**DATA SHOWN:**
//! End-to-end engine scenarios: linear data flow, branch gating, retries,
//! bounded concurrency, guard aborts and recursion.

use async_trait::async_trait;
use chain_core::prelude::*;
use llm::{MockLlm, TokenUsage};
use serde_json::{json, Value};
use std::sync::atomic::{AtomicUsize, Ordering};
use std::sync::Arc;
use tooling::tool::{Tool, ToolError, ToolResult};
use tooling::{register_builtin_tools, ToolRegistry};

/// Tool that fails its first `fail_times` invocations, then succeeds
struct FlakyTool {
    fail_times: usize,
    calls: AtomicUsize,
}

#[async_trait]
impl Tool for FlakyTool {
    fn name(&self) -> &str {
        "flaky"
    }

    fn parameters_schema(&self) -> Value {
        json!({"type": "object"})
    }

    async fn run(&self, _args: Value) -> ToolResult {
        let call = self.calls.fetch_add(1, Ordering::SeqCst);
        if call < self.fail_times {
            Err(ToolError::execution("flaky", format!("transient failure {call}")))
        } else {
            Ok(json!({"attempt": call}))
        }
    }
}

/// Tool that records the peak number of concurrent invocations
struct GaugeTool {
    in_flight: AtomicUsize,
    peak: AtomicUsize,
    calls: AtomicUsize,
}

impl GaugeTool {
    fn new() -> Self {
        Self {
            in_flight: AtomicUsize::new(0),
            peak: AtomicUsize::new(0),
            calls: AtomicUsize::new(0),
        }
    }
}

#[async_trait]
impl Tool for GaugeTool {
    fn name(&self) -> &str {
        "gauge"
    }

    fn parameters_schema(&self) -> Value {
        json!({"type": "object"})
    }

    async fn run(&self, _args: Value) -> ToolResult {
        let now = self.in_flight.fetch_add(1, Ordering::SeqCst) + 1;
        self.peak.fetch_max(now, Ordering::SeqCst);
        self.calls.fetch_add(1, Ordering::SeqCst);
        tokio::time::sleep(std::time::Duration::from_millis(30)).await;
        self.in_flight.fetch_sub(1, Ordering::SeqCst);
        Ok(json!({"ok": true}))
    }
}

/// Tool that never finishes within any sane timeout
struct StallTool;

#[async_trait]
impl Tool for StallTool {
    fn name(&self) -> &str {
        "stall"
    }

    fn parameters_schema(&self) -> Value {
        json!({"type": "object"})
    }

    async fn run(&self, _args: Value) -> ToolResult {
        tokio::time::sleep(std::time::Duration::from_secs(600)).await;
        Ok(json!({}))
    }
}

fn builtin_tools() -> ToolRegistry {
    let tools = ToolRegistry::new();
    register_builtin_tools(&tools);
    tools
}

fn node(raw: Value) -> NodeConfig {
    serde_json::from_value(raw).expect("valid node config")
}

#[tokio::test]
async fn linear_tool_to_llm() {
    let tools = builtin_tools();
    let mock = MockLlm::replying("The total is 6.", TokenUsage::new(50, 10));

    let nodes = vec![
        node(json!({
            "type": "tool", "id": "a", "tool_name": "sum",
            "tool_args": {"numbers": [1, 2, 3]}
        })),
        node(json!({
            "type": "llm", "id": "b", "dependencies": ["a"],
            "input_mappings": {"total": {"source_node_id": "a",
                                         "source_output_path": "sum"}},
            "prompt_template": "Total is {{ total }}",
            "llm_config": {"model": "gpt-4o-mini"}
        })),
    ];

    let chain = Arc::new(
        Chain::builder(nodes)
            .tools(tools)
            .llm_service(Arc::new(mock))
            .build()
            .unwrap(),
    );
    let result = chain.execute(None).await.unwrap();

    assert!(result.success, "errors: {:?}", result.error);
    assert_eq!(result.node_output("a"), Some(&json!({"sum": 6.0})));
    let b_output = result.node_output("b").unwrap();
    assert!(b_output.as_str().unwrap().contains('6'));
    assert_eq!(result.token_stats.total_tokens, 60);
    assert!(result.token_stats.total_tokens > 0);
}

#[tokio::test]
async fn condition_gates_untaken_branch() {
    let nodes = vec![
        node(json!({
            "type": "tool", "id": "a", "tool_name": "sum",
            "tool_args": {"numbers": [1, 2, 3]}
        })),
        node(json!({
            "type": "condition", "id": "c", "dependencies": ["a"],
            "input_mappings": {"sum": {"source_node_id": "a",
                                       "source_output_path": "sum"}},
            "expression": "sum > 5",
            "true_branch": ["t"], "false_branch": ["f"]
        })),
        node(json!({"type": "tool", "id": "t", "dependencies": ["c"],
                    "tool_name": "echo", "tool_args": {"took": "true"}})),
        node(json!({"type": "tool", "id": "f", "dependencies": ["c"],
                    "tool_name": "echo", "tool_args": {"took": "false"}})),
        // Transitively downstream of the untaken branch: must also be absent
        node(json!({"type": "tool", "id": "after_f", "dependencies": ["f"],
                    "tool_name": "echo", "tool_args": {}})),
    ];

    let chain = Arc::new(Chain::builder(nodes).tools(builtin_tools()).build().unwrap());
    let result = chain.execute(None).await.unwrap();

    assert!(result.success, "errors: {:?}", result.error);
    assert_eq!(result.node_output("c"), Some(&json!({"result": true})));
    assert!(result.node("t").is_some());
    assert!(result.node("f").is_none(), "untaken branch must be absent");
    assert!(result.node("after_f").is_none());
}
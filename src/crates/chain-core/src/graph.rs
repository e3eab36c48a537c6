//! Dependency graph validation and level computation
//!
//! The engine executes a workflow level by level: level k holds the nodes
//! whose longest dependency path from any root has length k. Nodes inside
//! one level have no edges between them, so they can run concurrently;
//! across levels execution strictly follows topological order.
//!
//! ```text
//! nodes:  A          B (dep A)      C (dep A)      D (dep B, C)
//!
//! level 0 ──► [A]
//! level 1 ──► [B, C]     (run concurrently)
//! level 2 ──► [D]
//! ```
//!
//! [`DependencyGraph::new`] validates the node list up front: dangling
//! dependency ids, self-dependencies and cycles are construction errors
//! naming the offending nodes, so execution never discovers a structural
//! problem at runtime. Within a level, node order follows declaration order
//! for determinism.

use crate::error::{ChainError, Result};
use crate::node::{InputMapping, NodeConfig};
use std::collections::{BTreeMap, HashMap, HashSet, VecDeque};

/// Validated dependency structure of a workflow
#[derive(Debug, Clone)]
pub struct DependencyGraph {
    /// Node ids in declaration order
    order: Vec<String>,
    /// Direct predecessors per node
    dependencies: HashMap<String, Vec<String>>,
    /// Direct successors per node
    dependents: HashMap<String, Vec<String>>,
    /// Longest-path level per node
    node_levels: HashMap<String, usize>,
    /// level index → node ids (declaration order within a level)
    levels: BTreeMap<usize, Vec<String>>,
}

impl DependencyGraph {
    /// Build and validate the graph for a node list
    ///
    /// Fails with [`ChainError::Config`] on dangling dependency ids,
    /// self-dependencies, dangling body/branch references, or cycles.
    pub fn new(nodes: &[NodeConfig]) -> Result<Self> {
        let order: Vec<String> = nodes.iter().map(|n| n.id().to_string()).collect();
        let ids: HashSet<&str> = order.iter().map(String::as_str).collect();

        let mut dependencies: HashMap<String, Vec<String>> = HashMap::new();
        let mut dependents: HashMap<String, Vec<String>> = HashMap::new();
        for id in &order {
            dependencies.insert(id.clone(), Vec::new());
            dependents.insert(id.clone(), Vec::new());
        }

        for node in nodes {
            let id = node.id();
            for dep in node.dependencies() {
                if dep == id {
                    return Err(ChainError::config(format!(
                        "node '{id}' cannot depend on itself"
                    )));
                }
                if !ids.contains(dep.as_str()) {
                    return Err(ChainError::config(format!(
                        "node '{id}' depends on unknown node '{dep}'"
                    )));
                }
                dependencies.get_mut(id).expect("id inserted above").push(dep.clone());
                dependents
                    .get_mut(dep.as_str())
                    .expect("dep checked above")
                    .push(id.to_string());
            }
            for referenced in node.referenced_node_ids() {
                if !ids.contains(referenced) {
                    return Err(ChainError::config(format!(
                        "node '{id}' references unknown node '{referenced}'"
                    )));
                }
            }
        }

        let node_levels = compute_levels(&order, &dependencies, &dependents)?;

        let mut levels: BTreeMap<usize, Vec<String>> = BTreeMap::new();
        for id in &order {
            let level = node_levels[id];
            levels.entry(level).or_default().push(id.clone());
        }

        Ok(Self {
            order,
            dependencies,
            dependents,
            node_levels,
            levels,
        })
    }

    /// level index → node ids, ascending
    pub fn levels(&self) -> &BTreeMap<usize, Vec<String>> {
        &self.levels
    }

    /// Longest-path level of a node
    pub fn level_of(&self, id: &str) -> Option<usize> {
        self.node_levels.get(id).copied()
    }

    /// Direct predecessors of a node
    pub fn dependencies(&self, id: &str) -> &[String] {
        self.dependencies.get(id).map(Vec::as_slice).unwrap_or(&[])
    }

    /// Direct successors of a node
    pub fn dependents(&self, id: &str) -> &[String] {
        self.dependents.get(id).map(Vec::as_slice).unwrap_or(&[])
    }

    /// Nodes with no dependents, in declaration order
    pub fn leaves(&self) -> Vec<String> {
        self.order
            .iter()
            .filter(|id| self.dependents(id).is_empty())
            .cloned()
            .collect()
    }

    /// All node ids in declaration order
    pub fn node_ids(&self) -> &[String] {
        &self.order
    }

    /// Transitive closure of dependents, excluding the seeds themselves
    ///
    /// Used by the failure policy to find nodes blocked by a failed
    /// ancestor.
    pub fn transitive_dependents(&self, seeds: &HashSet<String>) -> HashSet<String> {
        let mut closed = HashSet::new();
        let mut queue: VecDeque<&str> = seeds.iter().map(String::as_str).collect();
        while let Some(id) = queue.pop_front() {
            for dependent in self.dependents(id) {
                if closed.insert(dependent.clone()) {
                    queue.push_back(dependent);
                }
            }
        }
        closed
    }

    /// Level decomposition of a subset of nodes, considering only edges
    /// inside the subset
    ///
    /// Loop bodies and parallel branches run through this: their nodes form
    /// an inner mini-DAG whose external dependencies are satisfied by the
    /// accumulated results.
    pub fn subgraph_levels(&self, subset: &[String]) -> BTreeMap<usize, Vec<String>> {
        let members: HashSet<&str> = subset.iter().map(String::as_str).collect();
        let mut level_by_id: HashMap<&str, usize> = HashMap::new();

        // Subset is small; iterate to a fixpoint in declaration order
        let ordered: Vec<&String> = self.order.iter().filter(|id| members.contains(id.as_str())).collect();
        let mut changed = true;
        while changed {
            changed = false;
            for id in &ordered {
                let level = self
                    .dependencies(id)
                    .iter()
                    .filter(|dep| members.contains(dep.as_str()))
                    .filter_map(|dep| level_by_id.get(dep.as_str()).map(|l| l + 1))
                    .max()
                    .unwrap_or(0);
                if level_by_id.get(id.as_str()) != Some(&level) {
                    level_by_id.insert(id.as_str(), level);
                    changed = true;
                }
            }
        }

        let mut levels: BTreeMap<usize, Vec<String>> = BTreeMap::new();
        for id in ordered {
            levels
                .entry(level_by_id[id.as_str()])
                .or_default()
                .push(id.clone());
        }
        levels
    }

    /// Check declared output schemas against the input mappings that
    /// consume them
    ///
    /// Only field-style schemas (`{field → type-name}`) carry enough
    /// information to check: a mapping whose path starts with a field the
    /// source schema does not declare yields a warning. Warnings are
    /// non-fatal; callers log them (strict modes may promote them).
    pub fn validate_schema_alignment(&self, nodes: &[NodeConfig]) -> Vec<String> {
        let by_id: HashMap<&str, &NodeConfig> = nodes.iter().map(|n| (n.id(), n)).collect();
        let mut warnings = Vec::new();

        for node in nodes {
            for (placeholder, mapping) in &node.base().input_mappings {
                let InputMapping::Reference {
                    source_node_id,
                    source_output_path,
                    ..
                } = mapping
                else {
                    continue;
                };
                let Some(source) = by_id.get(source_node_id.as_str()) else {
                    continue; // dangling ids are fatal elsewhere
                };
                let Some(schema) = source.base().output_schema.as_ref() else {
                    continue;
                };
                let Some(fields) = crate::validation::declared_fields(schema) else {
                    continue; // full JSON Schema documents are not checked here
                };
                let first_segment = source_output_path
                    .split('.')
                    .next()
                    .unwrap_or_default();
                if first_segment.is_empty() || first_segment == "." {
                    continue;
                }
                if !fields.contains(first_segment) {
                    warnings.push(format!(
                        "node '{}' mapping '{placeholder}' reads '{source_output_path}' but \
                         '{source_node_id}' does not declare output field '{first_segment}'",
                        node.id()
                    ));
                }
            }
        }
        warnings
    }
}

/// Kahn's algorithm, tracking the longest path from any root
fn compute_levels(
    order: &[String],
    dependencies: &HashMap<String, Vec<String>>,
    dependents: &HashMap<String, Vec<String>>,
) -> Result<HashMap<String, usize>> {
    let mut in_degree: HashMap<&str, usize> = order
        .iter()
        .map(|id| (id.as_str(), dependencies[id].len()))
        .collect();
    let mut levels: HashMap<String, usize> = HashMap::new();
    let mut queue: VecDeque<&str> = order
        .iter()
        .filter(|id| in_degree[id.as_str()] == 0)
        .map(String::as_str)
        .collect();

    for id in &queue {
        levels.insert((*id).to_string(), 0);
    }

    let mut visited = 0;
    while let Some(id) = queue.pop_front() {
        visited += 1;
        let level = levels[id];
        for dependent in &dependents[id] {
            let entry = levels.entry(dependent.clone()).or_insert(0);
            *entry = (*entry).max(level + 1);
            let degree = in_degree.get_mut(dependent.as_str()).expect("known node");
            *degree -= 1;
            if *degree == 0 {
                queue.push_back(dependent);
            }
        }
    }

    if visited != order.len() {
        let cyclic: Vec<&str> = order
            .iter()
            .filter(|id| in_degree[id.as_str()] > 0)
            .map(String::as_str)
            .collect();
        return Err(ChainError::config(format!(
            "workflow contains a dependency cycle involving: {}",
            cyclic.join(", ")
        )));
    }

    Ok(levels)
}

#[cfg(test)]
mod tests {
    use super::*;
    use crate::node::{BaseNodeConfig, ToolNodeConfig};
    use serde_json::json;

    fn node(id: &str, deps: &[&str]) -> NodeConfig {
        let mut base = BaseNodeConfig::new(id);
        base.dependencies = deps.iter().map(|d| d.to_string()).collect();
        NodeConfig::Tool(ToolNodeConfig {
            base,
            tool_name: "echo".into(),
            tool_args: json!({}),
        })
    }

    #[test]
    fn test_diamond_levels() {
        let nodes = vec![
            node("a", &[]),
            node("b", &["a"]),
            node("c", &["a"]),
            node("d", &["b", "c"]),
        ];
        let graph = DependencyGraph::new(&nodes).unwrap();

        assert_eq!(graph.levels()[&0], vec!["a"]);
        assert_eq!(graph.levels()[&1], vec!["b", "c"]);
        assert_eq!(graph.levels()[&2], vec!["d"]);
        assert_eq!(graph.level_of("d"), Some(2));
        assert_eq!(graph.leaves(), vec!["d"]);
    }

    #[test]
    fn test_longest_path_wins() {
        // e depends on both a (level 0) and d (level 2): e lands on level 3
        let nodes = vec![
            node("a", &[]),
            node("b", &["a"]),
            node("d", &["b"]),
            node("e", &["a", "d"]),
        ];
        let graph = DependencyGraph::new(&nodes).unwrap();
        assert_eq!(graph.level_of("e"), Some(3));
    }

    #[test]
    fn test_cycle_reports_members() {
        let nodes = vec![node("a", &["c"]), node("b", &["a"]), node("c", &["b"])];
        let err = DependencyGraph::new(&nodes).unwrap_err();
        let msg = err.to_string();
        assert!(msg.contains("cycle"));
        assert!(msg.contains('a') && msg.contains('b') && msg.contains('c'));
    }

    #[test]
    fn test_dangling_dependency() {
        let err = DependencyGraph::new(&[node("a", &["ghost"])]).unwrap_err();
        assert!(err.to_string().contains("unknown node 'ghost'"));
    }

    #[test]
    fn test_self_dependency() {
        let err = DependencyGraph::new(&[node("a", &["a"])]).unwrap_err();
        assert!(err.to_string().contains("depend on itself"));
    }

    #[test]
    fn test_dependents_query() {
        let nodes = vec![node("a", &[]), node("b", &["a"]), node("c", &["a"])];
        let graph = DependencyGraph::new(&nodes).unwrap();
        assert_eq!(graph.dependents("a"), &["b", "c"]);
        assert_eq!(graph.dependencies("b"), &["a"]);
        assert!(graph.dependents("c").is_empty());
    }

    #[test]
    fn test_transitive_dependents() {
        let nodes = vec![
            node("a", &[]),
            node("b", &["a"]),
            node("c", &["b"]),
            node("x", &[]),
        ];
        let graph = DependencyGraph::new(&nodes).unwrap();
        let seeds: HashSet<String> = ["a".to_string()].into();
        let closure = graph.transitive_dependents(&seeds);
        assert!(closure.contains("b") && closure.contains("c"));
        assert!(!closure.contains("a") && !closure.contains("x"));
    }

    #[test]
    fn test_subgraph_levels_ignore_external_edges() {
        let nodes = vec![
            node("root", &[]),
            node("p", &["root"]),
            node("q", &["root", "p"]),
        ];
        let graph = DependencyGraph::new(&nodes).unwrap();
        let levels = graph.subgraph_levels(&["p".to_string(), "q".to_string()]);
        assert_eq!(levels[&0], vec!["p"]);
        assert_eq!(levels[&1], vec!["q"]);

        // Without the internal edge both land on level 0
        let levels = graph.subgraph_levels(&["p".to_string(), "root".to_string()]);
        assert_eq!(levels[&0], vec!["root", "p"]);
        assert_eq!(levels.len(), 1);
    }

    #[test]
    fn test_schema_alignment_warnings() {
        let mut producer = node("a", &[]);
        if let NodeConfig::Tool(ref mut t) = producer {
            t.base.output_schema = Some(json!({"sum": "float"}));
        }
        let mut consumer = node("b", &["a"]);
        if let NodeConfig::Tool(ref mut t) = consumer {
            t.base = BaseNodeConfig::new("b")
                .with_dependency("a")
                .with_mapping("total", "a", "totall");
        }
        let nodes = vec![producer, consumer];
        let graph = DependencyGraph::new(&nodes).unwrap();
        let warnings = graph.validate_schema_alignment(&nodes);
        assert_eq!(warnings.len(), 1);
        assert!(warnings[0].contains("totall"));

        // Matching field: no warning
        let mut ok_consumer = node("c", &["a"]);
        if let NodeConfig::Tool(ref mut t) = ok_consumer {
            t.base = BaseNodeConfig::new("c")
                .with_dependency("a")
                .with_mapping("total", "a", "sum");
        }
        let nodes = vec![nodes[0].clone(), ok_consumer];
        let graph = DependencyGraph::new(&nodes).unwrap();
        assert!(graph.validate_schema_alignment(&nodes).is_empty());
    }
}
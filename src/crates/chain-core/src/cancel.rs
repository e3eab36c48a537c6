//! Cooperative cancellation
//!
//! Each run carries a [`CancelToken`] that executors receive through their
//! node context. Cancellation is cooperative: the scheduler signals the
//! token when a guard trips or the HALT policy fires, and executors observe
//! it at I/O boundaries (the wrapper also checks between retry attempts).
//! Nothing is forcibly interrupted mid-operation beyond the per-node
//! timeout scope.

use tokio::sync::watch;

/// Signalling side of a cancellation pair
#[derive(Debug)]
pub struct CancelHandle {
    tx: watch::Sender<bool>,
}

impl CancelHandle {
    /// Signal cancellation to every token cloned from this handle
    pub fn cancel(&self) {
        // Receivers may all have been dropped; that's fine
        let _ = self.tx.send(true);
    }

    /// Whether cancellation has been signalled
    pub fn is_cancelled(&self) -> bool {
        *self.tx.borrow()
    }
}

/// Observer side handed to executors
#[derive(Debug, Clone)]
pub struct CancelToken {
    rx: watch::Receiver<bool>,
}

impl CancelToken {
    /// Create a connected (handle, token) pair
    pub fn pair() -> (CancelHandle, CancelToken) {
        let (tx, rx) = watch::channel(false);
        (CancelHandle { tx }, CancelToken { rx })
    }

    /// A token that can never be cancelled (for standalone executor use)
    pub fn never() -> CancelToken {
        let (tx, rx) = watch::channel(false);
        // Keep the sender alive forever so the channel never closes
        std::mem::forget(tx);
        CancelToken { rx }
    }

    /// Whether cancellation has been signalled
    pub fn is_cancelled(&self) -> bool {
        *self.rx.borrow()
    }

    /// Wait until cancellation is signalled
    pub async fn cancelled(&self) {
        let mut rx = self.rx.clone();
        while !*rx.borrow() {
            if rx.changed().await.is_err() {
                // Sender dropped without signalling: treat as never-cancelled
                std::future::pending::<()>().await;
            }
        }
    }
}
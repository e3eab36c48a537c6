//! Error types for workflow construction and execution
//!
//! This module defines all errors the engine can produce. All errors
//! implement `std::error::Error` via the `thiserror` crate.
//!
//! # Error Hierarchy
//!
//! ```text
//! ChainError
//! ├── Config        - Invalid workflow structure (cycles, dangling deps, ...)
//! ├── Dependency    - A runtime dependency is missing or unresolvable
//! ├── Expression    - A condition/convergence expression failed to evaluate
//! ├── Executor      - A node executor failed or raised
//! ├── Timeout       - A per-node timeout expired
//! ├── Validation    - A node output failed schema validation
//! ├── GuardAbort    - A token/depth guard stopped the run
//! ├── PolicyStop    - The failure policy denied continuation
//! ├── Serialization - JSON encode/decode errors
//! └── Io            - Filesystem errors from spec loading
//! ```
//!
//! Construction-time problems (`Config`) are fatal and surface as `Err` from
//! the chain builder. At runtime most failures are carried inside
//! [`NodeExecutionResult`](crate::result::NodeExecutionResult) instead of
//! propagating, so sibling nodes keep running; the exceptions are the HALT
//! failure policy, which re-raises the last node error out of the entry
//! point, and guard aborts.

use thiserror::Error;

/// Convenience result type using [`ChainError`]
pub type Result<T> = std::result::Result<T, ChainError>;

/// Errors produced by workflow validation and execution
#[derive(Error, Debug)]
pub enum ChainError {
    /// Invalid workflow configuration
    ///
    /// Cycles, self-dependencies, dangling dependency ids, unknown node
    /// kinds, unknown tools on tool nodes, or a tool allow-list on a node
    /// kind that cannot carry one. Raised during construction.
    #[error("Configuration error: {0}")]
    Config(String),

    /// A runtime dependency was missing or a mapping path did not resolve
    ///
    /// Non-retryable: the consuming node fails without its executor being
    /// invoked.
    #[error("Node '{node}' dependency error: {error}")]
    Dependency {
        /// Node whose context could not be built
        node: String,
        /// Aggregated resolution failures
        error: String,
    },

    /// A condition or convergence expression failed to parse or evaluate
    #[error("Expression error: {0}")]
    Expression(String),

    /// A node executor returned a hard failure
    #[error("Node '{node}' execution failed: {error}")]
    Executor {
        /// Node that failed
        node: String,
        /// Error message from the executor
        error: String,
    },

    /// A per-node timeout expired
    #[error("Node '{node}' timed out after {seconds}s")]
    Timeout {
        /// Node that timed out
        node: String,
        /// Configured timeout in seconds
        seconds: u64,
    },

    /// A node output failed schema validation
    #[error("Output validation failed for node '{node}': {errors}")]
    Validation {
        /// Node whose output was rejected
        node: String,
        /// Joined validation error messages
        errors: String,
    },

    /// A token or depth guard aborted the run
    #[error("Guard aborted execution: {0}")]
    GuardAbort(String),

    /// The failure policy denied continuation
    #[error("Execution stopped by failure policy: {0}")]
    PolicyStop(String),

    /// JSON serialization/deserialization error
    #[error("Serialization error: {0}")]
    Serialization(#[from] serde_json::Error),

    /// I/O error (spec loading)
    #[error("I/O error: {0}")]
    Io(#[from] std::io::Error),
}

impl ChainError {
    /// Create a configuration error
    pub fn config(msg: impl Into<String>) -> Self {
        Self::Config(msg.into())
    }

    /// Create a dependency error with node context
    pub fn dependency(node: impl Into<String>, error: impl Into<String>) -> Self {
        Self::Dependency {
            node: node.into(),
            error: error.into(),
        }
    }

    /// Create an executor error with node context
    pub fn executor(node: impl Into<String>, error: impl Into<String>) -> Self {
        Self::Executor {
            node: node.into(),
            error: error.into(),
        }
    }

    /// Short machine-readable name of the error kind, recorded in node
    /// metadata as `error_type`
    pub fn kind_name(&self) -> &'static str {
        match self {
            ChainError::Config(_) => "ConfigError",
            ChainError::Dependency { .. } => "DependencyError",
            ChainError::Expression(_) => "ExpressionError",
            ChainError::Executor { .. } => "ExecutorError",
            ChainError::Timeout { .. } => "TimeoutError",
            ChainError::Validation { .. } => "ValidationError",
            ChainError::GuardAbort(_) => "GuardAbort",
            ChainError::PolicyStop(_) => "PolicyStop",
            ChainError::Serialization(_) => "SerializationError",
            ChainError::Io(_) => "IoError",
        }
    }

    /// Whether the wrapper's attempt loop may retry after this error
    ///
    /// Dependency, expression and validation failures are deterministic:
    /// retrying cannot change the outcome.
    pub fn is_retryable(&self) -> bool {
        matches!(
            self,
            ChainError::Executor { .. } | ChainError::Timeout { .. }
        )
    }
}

**WHAT YOU HAVE TO DO:** What is the number of lines above that contain the word "while"? Answer with that number only.

**ANSWER BELOW:** 4